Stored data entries
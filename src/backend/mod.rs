//! Collaborator capability traits, the plugin registry and built-ins.
//!
//! The engine core never talks to a concrete data source, logic runtime,
//! template syntax or output format. Each of those concerns is a closed
//! capability trait, selected by a type tag at configuration-resolution
//! time from a process-wide [`PluginRegistry`] built once at startup.
//!
//! Capability stages, in pipeline order:
//!
//! - [`DataFetcher`] - turns (parameter, fetcher spec, metadata) into data
//! - [`SourceParser`] - retrieves fragment metadata and generates the
//!   fragment context from (parameter, data, metadata)
//! - [`TemplateBackend`] - lists template inclusions, renders the merged
//!   context, provides fragment start markers
//! - [`PostProcessor`] - transforms rendered bytes (e.g. compilation)
//!
//! All stage methods that may block on I/O are async; those calls are the
//! engine's only suspension points.

pub mod fetchers;
pub mod parsers;
pub mod postprocess;
pub mod tera;

use std::path::Path;
use std::sync::{Arc, OnceLock};

use async_trait::async_trait;
use dashmap::DashMap;
use serde_json::Value;

use crate::core::error::DocforgeError;
use crate::core::{DocumentParameter, JsonMap, Metadata};

/// Fetches the data a fragment needs, according to a fetcher spec.
#[async_trait]
pub trait DataFetcher: Send + Sync {
    /// Fetch data for a document parameter.
    ///
    /// `spec` is the fetcher declaration from the metadata (commonly an
    /// object with at least a `type` tag); `metadata` is the resolved
    /// metadata of the requesting fragment or document.
    async fn fetch(
        &self,
        param: &DocumentParameter,
        spec: &Value,
        metadata: &Metadata,
    ) -> anyhow::Result<Value>;
}

/// Parses a fragment's source unit: metadata retrieval and context
/// generation.
#[async_trait]
pub trait SourceParser: Send + Sync {
    /// Extract fragment-level metadata from the source unit.
    ///
    /// Returned keys are merged over the document-level metadata (fixed
    /// engine keys excepted) before data fetching starts, so a source unit
    /// can declare its own fetchers.
    async fn retrieve_metadata(
        &self,
        param: &DocumentParameter,
        metadata: &Metadata,
    ) -> anyhow::Result<JsonMap>;

    /// Generate the fragment context from parameter, fetched data and
    /// resolved metadata.
    async fn generate_context(
        &self,
        param: &DocumentParameter,
        data: &Value,
        metadata: &Metadata,
    ) -> anyhow::Result<Value>;
}

/// One template slot of a render request.
#[derive(Debug, Clone)]
pub struct TemplateSlot {
    /// Template file name, as referenced by inclusion directives
    pub name: String,
    /// Whether the fragment is part of the generation closure.
    ///
    /// Inactive slots must render as empty: their inclusion directives are
    /// suppressed in the output, not merely skipped.
    pub active: bool,
}

/// Everything a template backend needs to render one document.
#[derive(Debug)]
pub struct RenderRequest<'a> {
    /// Directory holding the template files
    pub templates_dir: &'a Path,
    /// Root template file name
    pub main_template: &'a str,
    /// All templates of the fragment tree with their closure membership
    pub slots: &'a [TemplateSlot],
}

/// Template syntax backend: inclusion discovery and rendering.
#[async_trait]
pub trait TemplateBackend: Send + Sync {
    /// List the template names included by the given template text, in
    /// order of appearance.
    fn included_templates(&self, text: &str) -> Vec<String>;

    /// A marker string emitted at the start of a fragment, possibly empty.
    fn fragment_start_marker(&self, fragment_name: &str) -> String;

    /// Render the merged context into document bytes.
    async fn render(
        &self,
        param: &DocumentParameter,
        context: &Value,
        request: &RenderRequest<'_>,
    ) -> anyhow::Result<Vec<u8>>;
}

/// Transforms rendered document bytes (conversion, compilation, ...).
#[async_trait]
pub trait PostProcessor: Send + Sync {
    /// Post-process rendered bytes according to a post-processor spec.
    async fn postprocess(
        &self,
        param: &DocumentParameter,
        doc: Vec<u8>,
        spec: &Value,
        context: &Value,
    ) -> anyhow::Result<Vec<u8>>;
}

/// Extract the type tag of a collaborator spec.
///
/// A spec is either a bare string tag or an object carrying a `type` key.
pub fn type_tag(spec: &Value) -> Result<&str, DocforgeError> {
    match spec {
        Value::String(tag) => Ok(tag),
        Value::Object(map) => map
            .get("type")
            .and_then(Value::as_str)
            .ok_or_else(|| DocforgeError::config("Collaborator spec is missing a 'type' tag")),
        _ => Err(DocforgeError::config(format!(
            "Invalid collaborator spec: expected string or table, got {spec}"
        ))),
    }
}

/// Process-wide lookup table of collaborator implementations.
///
/// Built once at startup with the built-in implementations; additional
/// implementations can be registered by embedding applications before
/// generation starts. Lookups are snapshot at configuration-resolution
/// time - the registry is not a dynamic discovery mechanism.
pub struct PluginRegistry {
    fetchers: DashMap<String, Arc<dyn DataFetcher>>,
    parsers: DashMap<String, Arc<dyn SourceParser>>,
    parser_extensions: DashMap<String, String>,
    template_backends: DashMap<String, Arc<dyn TemplateBackend>>,
    postprocessors: DashMap<String, Arc<dyn PostProcessor>>,
}

impl PluginRegistry {
    /// Create an empty registry. Mostly useful in tests.
    pub fn new() -> Self {
        Self {
            fetchers: DashMap::new(),
            parsers: DashMap::new(),
            parser_extensions: DashMap::new(),
            template_backends: DashMap::new(),
            postprocessors: DashMap::new(),
        }
    }

    /// Create a registry with all built-in implementations registered.
    pub fn with_builtins() -> Self {
        let registry = Self::new();
        registry.register_fetcher("constant", Arc::new(fetchers::ConstantFetcher));
        registry.register_fetcher("json-file", Arc::new(fetchers::JsonFileFetcher));
        registry.register_parser("stub", Arc::new(parsers::StubParser));
        registry.register_parser("passthrough", Arc::new(parsers::PassthroughParser));
        registry.register_parser_extension("json", "passthrough");
        registry.register_template_backend("tera", Arc::new(tera::TeraBackend::new()));
        registry.register_postprocessor("command", Arc::new(postprocess::CommandPostProcessor));
        registry
    }

    /// The shared process-wide registry with built-ins.
    pub fn global() -> &'static Self {
        static REGISTRY: OnceLock<PluginRegistry> = OnceLock::new();
        REGISTRY.get_or_init(Self::with_builtins)
    }

    /// Register a data fetcher under a type tag.
    pub fn register_fetcher(&self, tag: impl Into<String>, fetcher: Arc<dyn DataFetcher>) {
        self.fetchers.insert(tag.into(), fetcher);
    }

    /// Register a source parser under a type tag.
    pub fn register_parser(&self, tag: impl Into<String>, parser: Arc<dyn SourceParser>) {
        self.parsers.insert(tag.into(), parser);
    }

    /// Map a source-unit file extension (without dot) to a parser tag.
    pub fn register_parser_extension(&self, extension: impl Into<String>, tag: impl Into<String>) {
        self.parser_extensions.insert(extension.into(), tag.into());
    }

    /// Register a template backend under a type tag.
    pub fn register_template_backend(
        &self,
        tag: impl Into<String>,
        backend: Arc<dyn TemplateBackend>,
    ) {
        self.template_backends.insert(tag.into(), backend);
    }

    /// Register a post-processor under a type tag.
    pub fn register_postprocessor(&self, tag: impl Into<String>, pp: Arc<dyn PostProcessor>) {
        self.postprocessors.insert(tag.into(), pp);
    }

    /// Look up a data fetcher by tag.
    pub fn fetcher(&self, tag: &str) -> Result<Arc<dyn DataFetcher>, DocforgeError> {
        self.fetchers
            .get(tag)
            .map(|entry| Arc::clone(entry.value()))
            .ok_or_else(|| DocforgeError::UnknownPlugin {
                capability: "data fetcher".to_string(),
                tag: tag.to_string(),
            })
    }

    /// Look up a source parser by tag.
    pub fn parser(&self, tag: &str) -> Result<Arc<dyn SourceParser>, DocforgeError> {
        self.parsers
            .get(tag)
            .map(|entry| Arc::clone(entry.value()))
            .ok_or_else(|| DocforgeError::UnknownPlugin {
                capability: "source parser".to_string(),
                tag: tag.to_string(),
            })
    }

    /// Look up the default source parser for a file extension.
    pub fn parser_for_extension(&self, extension: &str) -> Result<Arc<dyn SourceParser>, DocforgeError> {
        let tag = self
            .parser_extensions
            .get(extension)
            .map(|entry| entry.value().clone())
            .ok_or_else(|| DocforgeError::UnknownPlugin {
                capability: "source parser (by extension)".to_string(),
                tag: format!(".{extension}"),
            })?;
        self.parser(&tag)
    }

    /// Look up a template backend by tag.
    pub fn template_backend(&self, tag: &str) -> Result<Arc<dyn TemplateBackend>, DocforgeError> {
        self.template_backends
            .get(tag)
            .map(|entry| Arc::clone(entry.value()))
            .ok_or_else(|| DocforgeError::UnknownPlugin {
                capability: "template backend".to_string(),
                tag: tag.to_string(),
            })
    }

    /// Look up a post-processor by tag.
    pub fn postprocessor(&self, tag: &str) -> Result<Arc<dyn PostProcessor>, DocforgeError> {
        self.postprocessors
            .get(tag)
            .map(|entry| Arc::clone(entry.value()))
            .ok_or_else(|| DocforgeError::UnknownPlugin {
                capability: "post-processor".to_string(),
                tag: tag.to_string(),
            })
    }
}

impl Default for PluginRegistry {
    fn default() -> Self {
        Self::with_builtins()
    }
}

Description of the task
Copy the stretch of the records above that runs from the line with "only suspension points." through the line with "its own fetchers.". Both end lines belong in the copy, and nothing else does.

Reply to the exercise
//! engine's only suspension points.

pub mod fetchers;
pub mod parsers;
pub mod postprocess;
pub mod tera;

use std::path::Path;
use std::sync::{Arc, OnceLock};

use async_trait::async_trait;
use dashmap::DashMap;
use serde_json::Value;

use crate::core::error::DocforgeError;
use crate::core::{DocumentParameter, JsonMap, Metadata};

/// Fetches the data a fragment needs, according to a fetcher spec.
#[async_trait]
pub trait DataFetcher: Send + Sync {
    /// Fetch data for a document parameter.
    ///
    /// `spec` is the fetcher declaration from the metadata (commonly an
    /// object with at least a `type` tag); `metadata` is the resolved
    /// metadata of the requesting fragment or document.
    async fn fetch(
        &self,
        param: &DocumentParameter,
        spec: &Value,
        metadata: &Metadata,
    ) -> anyhow::Result<Value>;
}

/// Parses a fragment's source unit: metadata retrieval and context
/// generation.
#[async_trait]
pub trait SourceParser: Send + Sync {
    /// Extract fragment-level metadata from the source unit.
    ///
    /// Returned keys are merged over the document-level metadata (fixed
    /// engine keys excepted) before data fetching starts, so a source unit
    /// can declare its own fetchers.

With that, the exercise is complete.